Start of SOURCE MATERIAL

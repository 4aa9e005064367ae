//! 生成提示词：把语气、篇幅（或字数上限）与用户输入拼成一条指令。

use std::fmt;
use std::str::FromStr;

use serde::{Deserialize, Serialize};

/// 字数上限取值范围
pub const MIN_WORD_LIMIT: u32 = 1;
pub const MAX_WORD_LIMIT: u32 = 10_000;

// ---------------------------------------------------------------------------
// 错误类型
// ---------------------------------------------------------------------------

#[derive(Debug, Clone, PartialEq, Eq, Serialize, Deserialize)]
#[serde(tag = "kind", content = "message")]
pub enum PromptError {
    EmptyPrompt,
    /// 自定义语气为空
    EmptyTone,
    /// 字数上限不是正整数或超出范围，携带原始输入
    InvalidWordLimit(String),
    /// 篇幅不是 short / medium / long / custom
    UnknownLength(String),
}

impl fmt::Display for PromptError {
    fn fmt(&self, f: &mut fmt::Formatter<'_>) -> fmt::Result {
        match self {
            PromptError::EmptyPrompt => f.write_str("Prompt cannot be empty."),
            PromptError::EmptyTone => f.write_str("Custom tone cannot be empty."),
            PromptError::InvalidWordLimit(raw) => write!(
                f,
                "Word limit must be a number between {MIN_WORD_LIMIT} and {MAX_WORD_LIMIT} (got {raw:?})."
            ),
            PromptError::UnknownLength(raw) => {
                write!(f, "Unknown length {raw:?}; use short, medium, long or custom.")
            }
        }
    }
}

impl std::error::Error for PromptError {}

// ---------------------------------------------------------------------------
// 语气
// ---------------------------------------------------------------------------

#[derive(Debug, Clone, PartialEq, Eq, Serialize, Deserialize)]
#[serde(rename_all = "lowercase")]
pub enum Tone {
    Formal,
    Casual,
    Professional,
    Custom(String),
}

impl Tone {
    pub const PRESETS: [Tone; 3] = [Tone::Formal, Tone::Casual, Tone::Professional];

    /// 预设名称不区分大小写；其它非空文本视为自定义语气
    pub fn parse(label: &str) -> Result<Self, PromptError> {
        let trimmed = label.trim();
        match trimmed.to_ascii_lowercase().as_str() {
            "" => Err(PromptError::EmptyTone),
            "formal" => Ok(Tone::Formal),
            "casual" => Ok(Tone::Casual),
            "professional" => Ok(Tone::Professional),
            _ => Ok(Tone::Custom(trimmed.to_string())),
        }
    }

    /// 表单选择："custom" 时取自定义输入框的内容
    pub fn from_selection(selected: &str, custom: Option<&str>) -> Result<Self, PromptError> {
        if selected.trim().eq_ignore_ascii_case("custom") {
            Self::custom(custom.unwrap_or_default())
        } else {
            Self::parse(selected)
        }
    }

    pub fn custom(label: &str) -> Result<Self, PromptError> {
        let trimmed = label.trim();
        if trimmed.is_empty() {
            return Err(PromptError::EmptyTone);
        }
        Ok(Tone::Custom(trimmed.to_string()))
    }

    pub fn label(&self) -> &str {
        match self {
            Tone::Formal => "formal",
            Tone::Casual => "casual",
            Tone::Professional => "professional",
            Tone::Custom(label) => label,
        }
    }
}

impl fmt::Display for Tone {
    fn fmt(&self, f: &mut fmt::Formatter<'_>) -> fmt::Result {
        f.write_str(self.label())
    }
}

// ---------------------------------------------------------------------------
// 篇幅
// ---------------------------------------------------------------------------

#[derive(Debug, Clone, Copy, PartialEq, Eq, Serialize, Deserialize)]
pub struct WordLimit(u32);

impl WordLimit {
    pub fn new(value: u32) -> Result<Self, PromptError> {
        if (MIN_WORD_LIMIT..=MAX_WORD_LIMIT).contains(&value) {
            Ok(WordLimit(value))
        } else {
            Err(PromptError::InvalidWordLimit(value.to_string()))
        }
    }

    /// 只接受纯数字（不带符号），例如 "250"
    pub fn parse(raw: &str) -> Result<Self, PromptError> {
        let trimmed = raw.trim();
        if trimmed.is_empty() || !trimmed.bytes().all(|b| b.is_ascii_digit()) {
            return Err(PromptError::InvalidWordLimit(raw.to_string()));
        }
        let value = trimmed
            .parse::<u32>()
            .map_err(|_| PromptError::InvalidWordLimit(raw.to_string()))?;
        Self::new(value).map_err(|_| PromptError::InvalidWordLimit(raw.to_string()))
    }

    pub fn get(self) -> u32 {
        self.0
    }
}

impl FromStr for WordLimit {
    type Err = PromptError;

    fn from_str(s: &str) -> Result<Self, Self::Err> {
        Self::parse(s)
    }
}

#[derive(Debug, Clone, Copy, Default, PartialEq, Eq, Serialize, Deserialize)]
#[serde(rename_all = "lowercase")]
pub enum Length {
    Short,
    #[default]
    Medium,
    Long,
    /// 自定义字数上限
    Words(WordLimit),
}

impl Length {
    pub const PRESETS: [Length; 3] = [Length::Short, Length::Medium, Length::Long];

    /// `label` 为 short / medium / long / custom；custom 时必须给出字数上限
    pub fn parse(label: &str, word_limit: Option<&str>) -> Result<Self, PromptError> {
        match label.trim().to_ascii_lowercase().as_str() {
            "short" => Ok(Length::Short),
            "medium" => Ok(Length::Medium),
            "long" => Ok(Length::Long),
            "custom" | "word limit" | "words" => {
                let raw = word_limit.unwrap_or_default();
                Ok(Length::Words(WordLimit::parse(raw)?))
            }
            _ => Err(PromptError::UnknownLength(label.trim().to_string())),
        }
    }
}

// ---------------------------------------------------------------------------
// PromptRequest
// ---------------------------------------------------------------------------

/// 已校验的生成请求；构造成功后 [`PromptRequest::format`] 不会失败
#[derive(Debug, Clone, PartialEq, Eq, Serialize)]
pub struct PromptRequest {
    prompt: String,
    tone: Tone,
    length: Length,
}

impl PromptRequest {
    pub fn new(prompt: &str, tone: Tone, length: Length) -> Result<Self, PromptError> {
        let prompt = prompt.trim();
        if prompt.is_empty() {
            return Err(PromptError::EmptyPrompt);
        }
        if let Tone::Custom(label) = &tone {
            if label.trim().is_empty() {
                return Err(PromptError::EmptyTone);
            }
        }
        Ok(Self {
            prompt: prompt.to_string(),
            tone,
            length,
        })
    }

    pub fn prompt(&self) -> &str {
        &self.prompt
    }

    pub fn tone(&self) -> &Tone {
        &self.tone
    }

    pub fn length(&self) -> Length {
        self.length
    }

    pub fn format(&self) -> String {
        let tone = self.tone.label().trim();
        match self.length {
            Length::Words(limit) => format!(
                "Write in a {tone} tone and limit to {} words. {}",
                limit.get(),
                self.prompt
            ),
            Length::Short => format!("Write in a {tone} tone and keep it short. {}", self.prompt),
            Length::Medium => format!("Write in a {tone} tone and keep it medium. {}", self.prompt),
            Length::Long => format!("Write in a {tone} tone and keep it long. {}", self.prompt),
        }
    }
}

// ---------------------------------------------------------------------------
// PromptForm：前端表单的原始输入
// ---------------------------------------------------------------------------

/// 两个前端共用的表单字段，均为未经校验的原始文本
#[derive(Debug, Clone, Default, Deserialize)]
#[serde(rename_all = "camelCase")]
pub struct PromptForm {
    pub prompt: String,
    /// formal / casual / professional / custom
    pub tone: String,
    #[serde(default)]
    pub custom_tone: Option<String>,
    /// short / medium / long / custom
    pub length: String,
    #[serde(default)]
    pub word_limit: Option<String>,
}

impl PromptForm {
    /// 依次校验字数上限、语气、提示词，任何一项失败都不会发起请求
    pub fn validate(&self) -> Result<PromptRequest, PromptError> {
        let length = Length::parse(&self.length, self.word_limit.as_deref())?;
        let tone = Tone::from_selection(&self.tone, self.custom_tone.as_deref())?;
        PromptRequest::new(&self.prompt, tone, length)
    }
}

#[cfg(test)]
mod tests {
    use super::*;

    #[test]
    fn every_combination_embeds_tone_length_and_prompt() {
        let prompt = "Describe the harbor at dawn, with gulls.";
        let mut tones = Tone::PRESETS.to_vec();
        tones.push(Tone::custom("whimsical").unwrap());
        let mut lengths = Length::PRESETS.to_vec();
        lengths.push(Length::Words(WordLimit::new(120).unwrap()));

        for tone in &tones {
            for length in &lengths {
                let formatted = PromptRequest::new(prompt, tone.clone(), *length)
                    .unwrap()
                    .format();
                assert!(formatted.contains(tone.label()), "{formatted}");
                assert!(formatted.ends_with(prompt), "{formatted}");
                match length {
                    Length::Words(limit) => {
                        assert!(formatted.contains(&format!("limit to {} words", limit.get())))
                    }
                    Length::Short => assert!(formatted.contains("keep it short")),
                    Length::Medium => assert!(formatted.contains("keep it medium")),
                    Length::Long => assert!(formatted.contains("keep it long")),
                }
            }
        }
    }

    #[test]
    fn format_matches_expected_wording() {
        let req = PromptRequest::new("  Hello there ", Tone::Formal, Length::Short).unwrap();
        assert_eq!(req.format(), "Write in a formal tone and keep it short. Hello there");

        let req = PromptRequest::new(
            "Summarize.",
            Tone::Casual,
            Length::Words(WordLimit::new(50).unwrap()),
        )
        .unwrap();
        assert_eq!(req.format(), "Write in a casual tone and limit to 50 words. Summarize.");
    }

    #[test]
    fn empty_prompt_is_rejected() {
        assert_eq!(
            PromptRequest::new("   \n", Tone::Formal, Length::Medium),
            Err(PromptError::EmptyPrompt)
        );
    }

    #[test]
    fn empty_custom_tone_is_rejected() {
        assert_eq!(Tone::custom("  "), Err(PromptError::EmptyTone));
        assert_eq!(Tone::parse(""), Err(PromptError::EmptyTone));
        assert_eq!(
            PromptRequest::new("hi", Tone::Custom(" ".into()), Length::Short),
            Err(PromptError::EmptyTone)
        );
    }

    #[test]
    fn tone_parse_presets_and_custom() {
        assert_eq!(Tone::parse("Formal").unwrap(), Tone::Formal);
        assert_eq!(Tone::parse(" casual ").unwrap(), Tone::Casual);
        assert_eq!(Tone::parse("noir").unwrap(), Tone::Custom("noir".into()));
    }

    #[test]
    fn tone_selection_uses_custom_field() {
        assert_eq!(
            Tone::from_selection("custom", Some(" upbeat ")).unwrap(),
            Tone::Custom("upbeat".into())
        );
        assert_eq!(Tone::from_selection("custom", None), Err(PromptError::EmptyTone));
        assert_eq!(Tone::from_selection("professional", Some("ignored")).unwrap(), Tone::Professional);
    }

    #[test]
    fn word_limit_must_be_positive_integer() {
        assert_eq!(WordLimit::parse("250").unwrap().get(), 250);
        assert_eq!(WordLimit::parse(" 7 ").unwrap().get(), 7);
        for bad in ["", "abc", "12a", "-5", "+5", "0", "3.5", "10001"] {
            assert!(
                matches!(WordLimit::parse(bad), Err(PromptError::InvalidWordLimit(_))),
                "accepted {bad:?}"
            );
        }
    }

    #[test]
    fn form_validation_order_and_success() {
        let mut form = PromptForm {
            prompt: "Write about tides".into(),
            tone: "custom".into(),
            custom_tone: Some("lyrical".into()),
            length: "custom".into(),
            word_limit: Some("abc".into()),
        };
        assert_eq!(form.validate(), Err(PromptError::InvalidWordLimit("abc".into())));

        form.word_limit = Some("80".into());
        let request = form.validate().unwrap();
        assert_eq!(
            request.format(),
            "Write in a lyrical tone and limit to 80 words. Write about tides"
        );

        form.prompt = "  ".into();
        assert_eq!(form.validate(), Err(PromptError::EmptyPrompt));
    }

    #[test]
    fn length_parse_requires_limit_for_custom() {
        assert_eq!(Length::parse("short", None).unwrap(), Length::Short);
        assert_eq!(
            Length::parse("Custom", Some("300")).unwrap(),
            Length::Words(WordLimit::new(300).unwrap())
        );
        assert!(Length::parse("custom", None).is_err());
        assert!(Length::parse("custom", Some("many")).is_err());
        assert_eq!(
            Length::parse("huge", None),
            Err(PromptError::UnknownLength("huge".into()))
        );
    }
}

End of SOURCE MATERIAL

** WHAT YOU ARE ASKED TO DO **
Looking at the records above, how many of their lines carry the string "PromptForm"? Answer with the number and nothing else.

** RESPONSE BOX **
4